Von Rose-Maria Gropp
Der Kunstmarkt ist, darin dem Fußballplatz nicht unähnlich, ein Feld, auf dem sich anscheinend viel mehr Leute auskennen, als es je betreten haben. Die gepflegte starke Meinung paart sich gern mit weitgehender Kenntnisfreiheit. Dazu gesellen sich leicht durchschaubare psychologische Komponenten. Angeprangerter Besitzgier und Geltungsbedürfnis stehen genauso unschöne Motive gegenüber, bis hin zum banalen Sozialneid. Am einfachsten greifen solche Mechanismen beim Thema der Kunstfälschung. So wenn sich schadenfrohes Einverständnis, gar offene Sympathie für Fälscher breitmachen, denen noch dazu Anerkennung für ihre imitatorische Begabung gezollt wird.
Der Kunsthistoriker Hubertus Butin, ausgewiesen neben anderen Publikationen durch den Catalogue Raisonné von Gerhard Richters "Editionen 1965-2013" (mit Stefan Gronert), räumt damit gründlich auf. Zunächst differenziert er den Überbegriff "Fälschungen" in Abgrenzung zu Kopien und Verfälschungen, und er leuchtet die "Grauzonen" der Originale aus; das ist äußerst hilfreich. Vor diesem Hintergrund seziert Butin das Vorgehen der Fälscher, so kühl wie kenntnisreich und meinungsstark. Auf fast fünfhundert Seiten entfaltet sich ein klar gegliedertes Panorama, das alle möglichen Fälle von Fälschungen - samt deren Ermöglichungsbedingungen - in zwölf Kapiteln durcharbeitet. Butin scheut sich nicht, Ross und Reiter zu nennen, wo er seiner Belege sicher ist. Und so darf gelegentlich durchaus gestaunt werden.

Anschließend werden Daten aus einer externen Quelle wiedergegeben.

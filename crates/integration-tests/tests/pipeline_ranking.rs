//! Scored analyses, ranking and the emitted records.

use trend_hunter::metering::LogMeter;
use trend_hunter::prompt::{NO_REVIEWS, PromptOptions};
use trend_hunter::retrieval::FixtureRetriever;
use trend_hunter::sink::JsonLinesSink;
use trend_hunter::Pipeline;
use trend_hunter_core::{EnrichedProduct, PARSE_FAILURE_FLAG};
use trend_hunter_integration_tests::{
    ScriptedGenerator, UnavailableGenerator, fenced_analysis, kitchen_query,
};

#[tokio::test]
#[allow(clippy::unwrap_used)]
async fn test_fenced_reply_is_used_verbatim() {
    let generator = ScriptedGenerator::new()
        .reply("Silicone Stretch Lids Set of 12", &fenced_analysis(85))
        .otherwise("not json");
    let mut pipeline = Pipeline::new(
        FixtureRetriever,
        generator,
        Vec::<EnrichedProduct>::new(),
        LogMeter::new(),
        PromptOptions::default(),
    );

    let report = pipeline.run(&kitchen_query(10, 100)).await.unwrap();

    let top = &report.products[0];
    assert_eq!(top.product_id().as_str(), "mock_003");
    assert_eq!(top.virality_score().get(), 85);
    assert!(!top.is_degraded());
    assert!(
        !top.analysis()
            .quality_flags
            .iter()
            .any(|flag| flag == PARSE_FAILURE_FLAG)
    );
    assert_eq!(top.analysis().target_audience, "Home cooks");
    assert_eq!(report.degraded, 4);
}

#[tokio::test]
#[allow(clippy::unwrap_used)]
async fn test_products_emitted_highest_score_first() {
    let generator = ScriptedGenerator::new()
        .reply("Portable Blender USB Rechargeable", &fenced_analysis(72))
        .reply("Electric Vegetable Chopper 3-in-1", &fenced_analysis(91))
        .reply("Silicone Stretch Lids Set of 12", &fenced_analysis(72))
        .reply("Magnetic Spice Rack Organizer", &fenced_analysis(40))
        .reply("Air Fryer Liners Disposable 100pcs", &fenced_analysis(100));
    let mut pipeline = Pipeline::new(
        FixtureRetriever,
        generator,
        Vec::<EnrichedProduct>::new(),
        LogMeter::new(),
        PromptOptions::default(),
    );

    pipeline.run(&kitchen_query(10, 0)).await.unwrap();

    let emitted: Vec<(&str, u8)> = pipeline
        .sink()
        .iter()
        .map(|p| (p.product_id().as_str(), p.virality_score().get()))
        .collect();
    assert_eq!(
        emitted,
        [
            ("mock_005", 100),
            ("mock_002", 91),
            ("mock_001", 72),
            ("mock_003", 72),
            ("mock_004", 40),
        ]
    );
}

#[tokio::test]
#[allow(clippy::unwrap_used)]
async fn test_generation_happens_in_retrieval_order() {
    let generator = ScriptedGenerator::new().otherwise(&fenced_analysis(60));
    let mut pipeline = Pipeline::new(
        FixtureRetriever,
        generator,
        Vec::<EnrichedProduct>::new(),
        LogMeter::new(),
        PromptOptions { include_reviews: false },
    );

    pipeline.run(&kitchen_query(10, 10_000)).await.unwrap();

    let prompts = pipeline.generator().prompts();
    assert_eq!(prompts.len(), 3);
    assert!(prompts[0].contains("Product Title: Portable Blender USB Rechargeable\n"));
    assert!(prompts[1].contains("Product Title: Silicone Stretch Lids Set of 12\n"));
    assert!(prompts[2].contains("Product Title: Air Fryer Liners Disposable 100pcs\n"));
    assert!(prompts.iter().all(|p| p.contains(NO_REVIEWS)));
}

#[tokio::test]
#[allow(clippy::unwrap_used)]
async fn test_json_lines_records_are_flat() {
    let mut pipeline = Pipeline::new(
        FixtureRetriever,
        UnavailableGenerator,
        JsonLinesSink::new(Vec::<u8>::new()),
        LogMeter::new(),
        PromptOptions::default(),
    );

    pipeline.run(&kitchen_query(2, 0)).await.unwrap();

    let (sink, _) = pipeline.into_parts();
    let text = String::from_utf8(sink.into_inner().unwrap()).unwrap();
    let records: Vec<serde_json::Value> = text
        .lines()
        .map(|line| serde_json::from_str(line).unwrap())
        .collect();

    assert_eq!(records.len(), 2);
    let blender = &records[0];
    assert_eq!(blender["product_id"], "mock_001");
    assert_eq!(blender["product_title"], "Portable Blender USB Rechargeable");
    assert_eq!(blender["price"], 24.99);
    assert_eq!(blender["original_price"], 39.99);
    assert_eq!(blender["discount_percentage"], 37.5);
    assert_eq!(blender["category"], "Kitchen Gadgets");
    assert_eq!(blender["virality_score"], 0);
    assert_eq!(blender["quality_flags"][0], "Analysis failed");
    assert!(blender.get("reviews").is_none());
}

"Das sind keine guten Aussichten: Gemeinsam mit den Alchemisten sitzen die Fälscher in der Hölle." So beginnt die Einführung, und so sah es jedenfalls Sandro Botticelli um 1480 auf einem Blatt seines Zeichnungszyklus zu Dantes "Göttlicher Komödie". In der Hölle sitzen die Fälscher aber längst nicht mehr, sondern sie spreizen sich eher in Talkshows, "eine erstaunliche Entwicklung vom Verbrecher zum Medienstar", so findet Butin mit Recht. Angespielt ist damit natürlich auf den hierzulande notorischen Wolfgang Beltracchi mit seinem gelinden Größenwahn. Allerdings auch auf die Mitwirkung der Öffentlichkeit an dessen zweifelhaftem Ruhm: Sie lässt sich gern Fälschergeschichten als "glamouröse Skandale" vorsetzen, Karrieren von "Meisterfälschern" wie Han van Meegeren, Elmyr de Hory, Eric Hebburn oder Edgar Mrugalla.

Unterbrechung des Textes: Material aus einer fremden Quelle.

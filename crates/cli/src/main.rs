//! Trend Hunter CLI - Run the trending product analysis pipeline.
//!
//! # Usage
//!
//! ```bash
//! # Analyze kitchen gadgets with input from storage/key_value_stores/default/INPUT.json
//! trend-hunter run
//!
//! # Override input values and write JSON Lines to a file
//! trend-hunter run --category "Beauty" --max-products 5 --provider anthropic -o results.jsonl
//!
//! # Render the prompt for a sample product without calling any backend
//! trend-hunter prompt --product-id mock_003
//!
//! # Print the sample data set
//! trend-hunter fixtures --min-sales 10000
//! ```
//!
//! # Commands
//!
//! - `run` - Retrieve, analyze, rank and emit products
//! - `prompt` - Render the analysis prompt for a sample product
//! - `fixtures` - Print the sample products as JSON Lines
//!
//! Logs go to stderr. Set `SENTRY_DSN` to report errors and warnings to Sentry.

#![cfg_attr(not(test), forbid(unsafe_code))]

use std::path::PathBuf;

use clap::{Args, Parser, Subcommand};
use sentry::integrations::tracing as sentry_tracing;
use tracing_subscriber::{layer::SubscriberExt, util::SubscriberInitExt};
use trend_hunter::PlatformEnv;

mod commands;

#[derive(Parser)]
#[command(name = "trend-hunter")]
#[command(author, version, about = "Find and analyze trending e-commerce products")]
struct Cli {
    #[command(subcommand)]
    command: Commands,
}

#[derive(Subcommand)]
enum Commands {
    /// Run the analysis pipeline
    Run(RunArgs),
    /// Render the analysis prompt for a sample product (no network)
    Prompt {
        /// Sample product ID (`mock_001` to `mock_005`)
        #[arg(short, long)]
        product_id: String,

        /// Category written into the prompt
        #[arg(short, long, default_value = trend_hunter::config::DEFAULT_CATEGORY)]
        category: String,

        /// Leave review text out of the prompt
        #[arg(long)]
        no_reviews: bool,
    },
    /// Print the sample products as JSON Lines
    Fixtures(FilterArgs),
}

/// Values overriding the loaded input.
#[derive(Args)]
struct RunArgs {
    /// Input JSON file (defaults to local actor storage, then built-in defaults)
    #[arg(short, long)]
    input: Option<PathBuf>,

    /// Product category to search
    #[arg(short, long)]
    category: Option<String>,

    /// Maximum number of products to analyze (1-50)
    #[arg(short, long)]
    max_products: Option<i64>,

    /// AI provider (`anthropic`, `openai`, `openrouter`)
    #[arg(short, long)]
    provider: Option<String>,

    /// `OpenRouter` model
    #[arg(long)]
    model: Option<String>,

    /// Minimum sales count
    #[arg(long)]
    min_sales: Option<i64>,

    /// Leave review text out of prompts
    #[arg(long)]
    no_reviews: bool,

    /// Use the sample products instead of the scraper
    #[arg(long)]
    fixtures: bool,

    /// Scraper actor to run
    #[arg(long, default_value = trend_hunter::retrieval::DEFAULT_SCRAPER_ACTOR)]
    actor: String,

    /// Write JSON Lines here instead of stdout or the platform dataset
    #[arg(short, long)]
    output: Option<PathBuf>,
}

#[derive(Args)]
struct FilterArgs {
    /// Category assigned to every product
    #[arg(short, long, default_value = trend_hunter::config::DEFAULT_CATEGORY)]
    category: String,

    /// Maximum number of products
    #[arg(short, long, default_value_t = 50)]
    max_products: usize,

    /// Minimum sales count
    #[arg(long, default_value_t = 0)]
    min_sales: u64,
}

/// Initialize Sentry error tracking and return guard that must be kept alive.
fn init_sentry() -> Option<sentry::ClientInitGuard> {
    let dsn = std::env::var("SENTRY_DSN").ok().filter(|dsn| !dsn.is_empty())?;

    let guard = sentry::init((
        dsn,
        sentry::ClientOptions {
            release: sentry::release_name!(),
            environment: std::env::var("SENTRY_ENVIRONMENT")
                .ok()
                .map(std::borrow::Cow::Owned),
            attach_stacktrace: true,
            ..Default::default()
        },
    ));

    Some(guard)
}

/// Map tracing levels to Sentry: errors and warnings become events, the rest
/// breadcrumbs.
fn sentry_event_filter(metadata: &tracing::Metadata<'_>) -> sentry_tracing::EventFilter {
    match *metadata.level() {
        tracing::Level::ERROR | tracing::Level::WARN => sentry_tracing::EventFilter::Event,
        tracing::Level::INFO | tracing::Level::DEBUG => sentry_tracing::EventFilter::Breadcrumb,
        _ => sentry_tracing::EventFilter::Ignore,
    }
}

fn init_tracing(json: bool) {
    // Defaults to info level for our crates if RUST_LOG is not set
    let env_filter = tracing_subscriber::EnvFilter::try_from_default_env()
        .unwrap_or_else(|_| "trend_hunter=info,trend_hunter_cli=info".into());

    // JSON on the platform for structured log parsing, text locally
    let json_layer = json.then(|| {
        tracing_subscriber::fmt::layer()
            .json()
            .flatten_event(true)
            .with_writer(std::io::stderr)
    });
    let text_layer = (!json).then(|| tracing_subscriber::fmt::layer().with_writer(std::io::stderr));

    tracing_subscriber::registry()
        .with(env_filter)
        .with(json_layer)
        .with(text_layer)
        .with(sentry_tracing::layer().event_filter(sentry_event_filter))
        .init();
}

#[tokio::main]
async fn main() {
    let _ = dotenvy::dotenv();
    let platform = PlatformEnv::from_env();

    let _sentry_guard = init_sentry();
    init_tracing(platform.is_at_home);

    let cli = Cli::parse();

    let result: Result<(), Box<dyn std::error::Error>> = run(cli, platform).await;

    if let Err(e) = result {
        tracing::error!("Command failed: {e}");
        std::process::exit(1);
    }
}

async fn run(cli: Cli, platform: PlatformEnv) -> Result<(), Box<dyn std::error::Error>> {
    match cli.command {
        Commands::Run(args) => commands::run::execute(args, platform).await?,
        Commands::Prompt {
            product_id,
            category,
            no_reviews,
        } => commands::prompt::render(&product_id, &category, !no_reviews)?,
        Commands::Fixtures(filter) => {
            commands::fixtures::print(&filter.category, filter.max_products, filter.min_sales)?;
        }
    }
    Ok(())
}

Genau das macht Butin nicht: Biographien von Fälschern kulinarisch aufbereiten. Und schon gar nicht stilisiert er sie zu Heroen. Er ordnet auf allen Ebenen ein, buchstäblich von der Antike an, was sie einzig können: mehr oder minder geschickt nachahmen, was Künstler geleistet haben. Entsprechend handelt er im fünften Kapitel, "Fälscher", kaum von den Akteuren, sondern setzt sich mit Einschätzungen zum Thema auseinander, wie der folgenden eines Kunsttheoretikers: "Was spricht gegen den Anspruch eines Malers, das OEuvre eines Künstlers wie das von Max Ernst oder Heinrich Campendonk um weitere Werke zu bereichern, als die bloße Tatsache, dass sie mit einem falschen Namen, falscher Provenienz und irrenden Gutachten versehen wurden?" Es braucht schon arg viel Naivität, um solche Verbrechen wie Urkundenfälschung, Betrug und vorsätzliche Täuschung als - wie hier geschehen - vernachlässigbare Kleinigkeiten zu behandeln.

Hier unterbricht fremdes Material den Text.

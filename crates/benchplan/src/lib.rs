//! Benchmark planning for benchplan.
//!
//! Turns a request made of benchmark set names, benchmark names and
//! parenthesised parallel groups into a concrete plan: one resolved
//! configuration per benchmark (and per accepted flag matrix combination),
//! plus the grouping that says which benchmarks run together.
//!
//! # Overview
//!
//! - [`resolve_sets`] flattens nested [`BenchmarkSet`]s into benchmark names
//! - [`expand_matrix`] computes the filtered cartesian product of a flag matrix
//! - [`ConfigBuilder`] merges default flags, overrides and matrix combinations
//! - [`parse_groups`] splits the request into parallel and sequential groups
//! - [`Planner`] ties them together
//!
//! # Example
//!
//! ```
//! use benchplan::{ConfigKey, OsType, Planner, ResolutionContext, StaticModuleRegistry};
//! use benchplan_config::UserConfig;
//!
//! let user_config = UserConfig::from_yaml_str(r#"
//!     flags:
//!       zone: us-central1-a
//!     fio:
//!       flag_matrix: depth
//!       flag_matrix_defs:
//!         depth:
//!           io_depth: [1, 16, 64]
//!       flag_matrix_filters:
//!         depth: "io_depth > 1"
//! "#).unwrap();
//!
//! let registry = StaticModuleRegistry::builtin();
//! let planner = Planner::new(&registry)
//!     .with_context(ResolutionContext::new().with_os_type(OsType::Linux));
//!
//! let plan = planner.plan(&["(fio", "ping)"], &user_config).unwrap();
//! assert_eq!(plan.len(), 3);
//! assert_eq!(plan.configs[&ConfigKey::new("fio", 1)].flags["io_depth"], 64);
//! assert_eq!(plan.groups, Some(vec![vec!["fio".to_string(), "ping".to_string()]]));
//! ```

pub mod builder;
pub mod context;
pub mod error;
pub mod filter;
pub mod groups;
pub mod matrix;
pub mod planner;
pub mod registry;
pub mod resolver;
pub mod sets;

#[cfg(test)]
mod test_utils;

pub use builder::{ConfigBuilder, ConfigKey, ResolvedConfig, ResolvedConfigs};
pub use context::{OsType, ResolutionContext};
pub use error::{PlanError, Result};
pub use filter::{FilterEvaluationError, FlagFilter};
pub use groups::{parse_groups, ParallelGroups};
pub use matrix::expand_matrix;
pub use planner::{plan, BenchmarkPlan, Planner};
pub use registry::{BenchmarkModule, ModuleRegistry, StaticModuleRegistry};
pub use resolver::resolve_sets;
pub use sets::{BenchmarkSet, SetRegistry, BENCHMARK_SETS, STANDARD_SET};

Butin wird nicht müde, darauf hinzuweisen, was darüber hinaus noch gegen Fälschungen spricht: Es ist zumal die nachhaltige Verfälschung von Werkzusammenhängen einzelner Künstler, entsprechend von deren Werkverzeichnissen, was am Ende bis in die Museen hineinwirkt, die bei aller ausgewiesenen Expertise auch nicht gefeit sind vor jedem Betrug. Denn es handelt sich ja nicht um Kavaliersdelikte, mit denen ein paar vermögenden Menschen Geld aus der Tasche gezogen wird; allein diese Sicht ist schon üble Verharmlosung. Sondern es geht um eine Kunstgeschichtsschreibung, die unser aller kulturelles Erbe mitbestimmt. Wem egal ist, ob diese auf zuverlässigen Daten aufruht, der hat überhaupt nicht begriffen, was die Ubiquität von fake in der Gesellschaft anrichtet.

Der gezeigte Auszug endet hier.